* _LISTED RECORDS_:
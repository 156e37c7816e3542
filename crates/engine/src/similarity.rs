//! String similarity between normalized names.
//!
//! The default measure is the LCS ratio `2 * LCS(a, b) / (|a| + |b|)` over
//! chars: symmetric, in [0, 1], and 1.0 only for equal strings. The strsim
//! measures are available for tuning.

use unify_core::config::SimilarityMeasure;

/// Similarity of `a` and `b` under `measure`, in [0, 1].
pub fn similarity(measure: SimilarityMeasure, a: &str, b: &str) -> f64 {
    match measure {
        SimilarityMeasure::Lcs => lcs_ratio(a, b),
        SimilarityMeasure::Levenshtein => strsim::normalized_levenshtein(a, b),
        SimilarityMeasure::JaroWinkler => strsim::jaro_winkler(a, b),
    }
}

/// LCS ratio of two strings. Two empty strings are identical (1.0).
pub fn lcs_ratio(a: &str, b: &str) -> f64 {
    let a: Vec<char> = a.chars().collect();
    let b: Vec<char> = b.chars().collect();
    let total = a.len() + b.len();
    if total == 0 {
        return 1.0;
    }
    2.0 * lcs_len(&a, &b) as f64 / total as f64
}

/// Length of the longest common subsequence, two-row DP.
fn lcs_len(a: &[char], b: &[char]) -> usize {
    // Iterate the longer string so the rows stay short.
    let (outer, inner) = if a.len() >= b.len() { (a, b) } else { (b, a) };
    let mut prev = vec![0usize; inner.len() + 1];
    let mut curr = vec![0usize; inner.len() + 1];

    for &x in outer {
        for (j, &y) in inner.iter().enumerate() {
            curr[j + 1] = if x == y {
                prev[j] + 1
            } else {
                prev[j + 1].max(curr[j])
            };
        }
        std::mem::swap(&mut prev, &mut curr);
    }

    prev[inner.len()]
}

#[cfg(test)]
mod tests {
    use super::*;
    use approx::assert_abs_diff_eq;

    #[test]
    fn test_lcs_ratio_values() {
        assert_abs_diff_eq!(lcs_ratio("fed rate cuts", "fed rate cut"), 0.96, epsilon = 1e-12);
        assert_abs_diff_eq!(lcs_ratio("biden election", "trump election"), 9.0 / 14.0, epsilon = 1e-12);
        assert_abs_diff_eq!(
            lcs_ratio("federal reserve rate cut", "fed rate cut"),
            2.0 / 3.0,
            epsilon = 1e-12
        );
        assert_abs_diff_eq!(lcs_ratio("über", "uber"), 0.75, epsilon = 1e-12);
    }

    #[test]
    fn test_lcs_ratio_edges() {
        assert_eq!(lcs_ratio("", ""), 1.0);
        assert_eq!(lcs_ratio("", "abc"), 0.0);
        assert_eq!(lcs_ratio("abc", "abc"), 1.0);
        assert_eq!(lcs_ratio("abc", "xyz"), 0.0);
    }

    #[test]
    fn test_lcs_ratio_symmetric() {
        let pairs = [
            ("biden election", "presidential election democratic winner"),
            ("fed rate cut", "federal reserve rate cut"),
            ("abcd z", "abcd x"),
        ];
        for (a, b) in pairs {
            assert_eq!(lcs_ratio(a, b), lcs_ratio(b, a));
        }
    }

    #[test]
    fn test_strsim_measures() {
        assert_abs_diff_eq!(
            similarity(SimilarityMeasure::Levenshtein, "kitten", "sitting"),
            1.0 - 3.0 / 7.0,
            epsilon = 1e-12
        );
        assert_eq!(similarity(SimilarityMeasure::Levenshtein, "", ""), 1.0);
        let jw = similarity(SimilarityMeasure::JaroWinkler, "fed rate cut", "fed rate cuts");
        assert!(jw > 0.9 && jw <= 1.0);
        assert_eq!(
            similarity(SimilarityMeasure::Lcs, "fed rate cut", "fed rate cut"),
            1.0
        );
    }
}
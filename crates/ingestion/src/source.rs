//! Quote sources.
//!
//! A source hands over a flat batch of already-collected quotes. Several
//! sources are concatenated, in order, before the batch reaches the engine.
//! A source that fails is logged and left out; nothing is substituted for it.

use std::path::PathBuf;

use chrono::{DateTime, Utc};
use tracing::{info, warn};
use unify_core::{Error, RawQuote, Result};

use crate::loader::{load_quotes_from_path, LoadReport};

/// Something that can produce a batch of raw quotes.
pub trait QuoteSource {
    /// Identifier used in logs.
    fn id(&self) -> &str;

    /// Produce the batch, stamping undated quotes with `collected_at`.
    fn fetch(&self, collected_at: DateTime<Utc>) -> Result<LoadReport>;
}

/// Quotes read from a JSON file.
#[derive(Debug, Clone)]
pub struct JsonFileSource {
    id: String,
    path: PathBuf,
}

impl JsonFileSource {
    /// Create a source identified by its file path.
    pub fn new(path: impl Into<PathBuf>) -> Self {
        let path = path.into();
        Self {
            id: path.display().to_string(),
            path,
        }
    }
}

impl QuoteSource for JsonFileSource {
    fn id(&self) -> &str {
        &self.id
    }

    fn fetch(&self, collected_at: DateTime<Utc>) -> Result<LoadReport> {
        load_quotes_from_path(&self.path, collected_at)
            .map_err(|e| Error::source_failed(&self.id, e.to_string()))
    }
}

/// Fixed in-memory batch, for collaborators that already hold their quotes.
#[derive(Debug, Clone)]
pub struct StaticSource {
    id: String,
    quotes: Vec<RawQuote>,
}

impl StaticSource {
    pub fn new(id: impl Into<String>, quotes: Vec<RawQuote>) -> Self {
        Self {
            id: id.into(),
            quotes,
        }
    }
}

impl QuoteSource for StaticSource {
    fn id(&self) -> &str {
        &self.id
    }

    fn fetch(&self, _collected_at: DateTime<Utc>) -> Result<LoadReport> {
        Ok(LoadReport {
            quotes: self.quotes.clone(),
            rejected: 0,
        })
    }
}

/// Concatenated output of several sources.
#[derive(Debug, Default)]
pub struct CollectedQuotes {
    /// All quotes, source by source in the order given.
    pub quotes: Vec<RawQuote>,
    /// Records rejected by the loaders.
    pub rejected_records: usize,
    /// Ids of sources that failed.
    pub failed_sources: Vec<String>,
}

/// Fetch every source and concatenate the batches.
pub fn collect_quotes(sources: &[Box<dyn QuoteSource>], collected_at: DateTime<Utc>) -> CollectedQuotes {
    let mut collected = CollectedQuotes::default();

    for source in sources {
        match source.fetch(collected_at) {
            Ok(batch) => {
                info!(
                    source = source.id(),
                    quotes = batch.quotes.len(),
                    rejected = batch.rejected,
                    "collected quotes"
                );
                collected.rejected_records += batch.rejected;
                collected.quotes.extend(batch.quotes);
            }
            Err(e) => {
                warn!(source = source.id(), error = %e, "source failed, skipping");
                collected.failed_sources.push(source.id().to_string());
            }
        }
    }

    collected
}

#[cfg(test)]
mod tests {
    use super::*;
    use std::io::Write;

    struct FailingSource;

    impl QuoteSource for FailingSource {
        fn id(&self) -> &str {
            "broken"
        }

        fn fetch(&self, _collected_at: DateTime<Utc>) -> Result<LoadReport> {
            Err(Error::source_failed("broken", "connection refused"))
        }
    }

    #[test]
    fn test_concatenates_in_order() {
        let sources: Vec<Box<dyn QuoteSource>> = vec![
            Box::new(StaticSource::new(
                "polymarket",
                vec![RawQuote::new("Fed rate cut", 0.75, "polymarket")],
            )),
            Box::new(FailingSource),
            Box::new(StaticSource::new(
                "kalshi",
                vec![
                    RawQuote::new("Fed Rate Cut 2024", 0.6, "kalshi"),
                    RawQuote::new("Recession 2025", 0.3, "kalshi"),
                ],
            )),
        ];

        let collected = collect_quotes(&sources, Utc::now());
        let names: Vec<&str> = collected.quotes.iter().map(|q| q.name.as_str()).collect();
        assert_eq!(names, vec!["Fed rate cut", "Fed Rate Cut 2024", "Recession 2025"]);
        assert_eq!(collected.failed_sources, vec!["broken".to_string()]);
        assert_eq!(collected.rejected_records, 0);
    }

    #[test]
    fn test_json_file_source() {
        let mut file = tempfile::NamedTempFile::new().unwrap();
        write!(
            file,
            r#"[{{"name": "A", "price": 0.1, "source": "kalshi"}}, {{"price": 0.2}}]"#
        )
        .unwrap();

        let source = JsonFileSource::new(file.path());
        assert_eq!(source.id(), file.path().display().to_string());

        let sources: Vec<Box<dyn QuoteSource>> = vec![Box::new(source)];
        let collected = collect_quotes(&sources, Utc::now());
        assert_eq!(collected.quotes.len(), 1);
        assert_eq!(collected.rejected_records, 1);
        assert!(collected.failed_sources.is_empty());
    }

    #[test]
    fn test_missing_file_is_a_source_error() {
        let source = JsonFileSource::new("/nonexistent/quotes.json");
        let err = source.fetch(Utc::now()).unwrap_err();
        assert!(matches!(err, Error::Source { .. }));
    }
}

* _PROBLEM DETAILS_: Within the material above, transcribe exactly the lines that run from the line holding "of raw quotes." through the line holding "pub fn new(path: impl".

* _SOLUTION FOR THIS TASK_:
/// Something that can produce a batch of raw quotes.
pub trait QuoteSource {
    /// Identifier used in logs.
    fn id(&self) -> &str;

    /// Produce the batch, stamping undated quotes with `collected_at`.
    fn fetch(&self, collected_at: DateTime<Utc>) -> Result<LoadReport>;
}

/// Quotes read from a JSON file.
#[derive(Debug, Clone)]
pub struct JsonFileSource {
    id: String,
    path: PathBuf,
}

impl JsonFileSource {
    /// Create a source identified by its file path.
    pub fn new(path: impl Into<PathBuf>) -> Self {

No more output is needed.